Liz remembered an official statement during the Communist show trial of Boris Arsov, a Bulgarian defector: The hand of justice is longer than the legs of the traitor. A few months later, Arsov was found dead in his prison cell. The Kremlin had been relentless about liquidating anyone who escaped. Even today, some former operatives prowled the globe for those they felt had betrayed the old Soviet Union.

"You expect him to kill you," she said woodenly.

"You must go, Liz. I accept my fate."

"Who is this man?"

"A KGB assassin called Oleg Olenkov. He's a master of impersonation and recruiting the unsuspecting. Even after the Soviet Union dissolved, he hunted me. So I decided to become Arkady Albam-I thought he'd never look for me in academia. But for him, eliminating me is personal." He peered at her. "My name is actually Dmitri Garnitsky. I was a dissident. Those were desperate times. Do you really want to hear?"

"Tell me." Liz's eyes traveled from window to door and back again. "Quickly." As her gaze returned to Arkady, a small, strange smile vanished from his face. A smile she had never seen. For an uncomfortable instant, she was suspicious.

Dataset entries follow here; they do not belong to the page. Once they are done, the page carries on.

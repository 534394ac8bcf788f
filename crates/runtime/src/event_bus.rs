/// Event tagged with the frame it was observed in.
#[derive(Debug, Clone, PartialEq)]
pub struct Event<E> {
    pub frame_index: u64,
    pub payload: E,
}

/// Ordered event queue.
///
/// Producers push from outside the frame loop; the frame job drains the queue
/// so every state change it causes happens inside a tick.
#[derive(Debug)]
pub struct EventBus<E> {
    events: Vec<Event<E>>,
}

impl<E> Default for EventBus<E> {
    fn default() -> Self {
        Self::new()
    }
}

impl<E> EventBus<E> {
    pub fn new() -> Self {
        Self { events: Vec::new() }
    }

    pub fn emit(&mut self, frame_index: u64, payload: E) {
        self.events.push(Event {
            frame_index,
            payload,
        });
    }

    pub fn events(&self) -> &[Event<E>] {
        &self.events
    }

    pub fn is_empty(&self) -> bool {
        self.events.is_empty()
    }

    pub fn drain(&mut self) -> Vec<Event<E>> {
        std::mem::take(&mut self.events)
    }

    pub fn clear(&mut self) {
        self.events.clear();
    }
}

Day after day in the bitter winter of 1983, Moscow's gray sky bled snow through the few hours of light into the black well of night. From their flat, Dmitri and Nina Garnitsky could hear the caged wolves in the zoo howl. Across the city, vodka poured until bottles were empty. Meanwhile in Europe, Washington was deploying Pershing missiles aimed at the Soviet Union. A sense of helpless desolation shrouded Moscow, escalating the usual paranoia. The Kremlin became so convinced of a surprise nuclear attack that it not only secretly ordered the KGB to plan a campaign of letter bombs against Western leaders but also to immediately erase Moscow's dissident movement.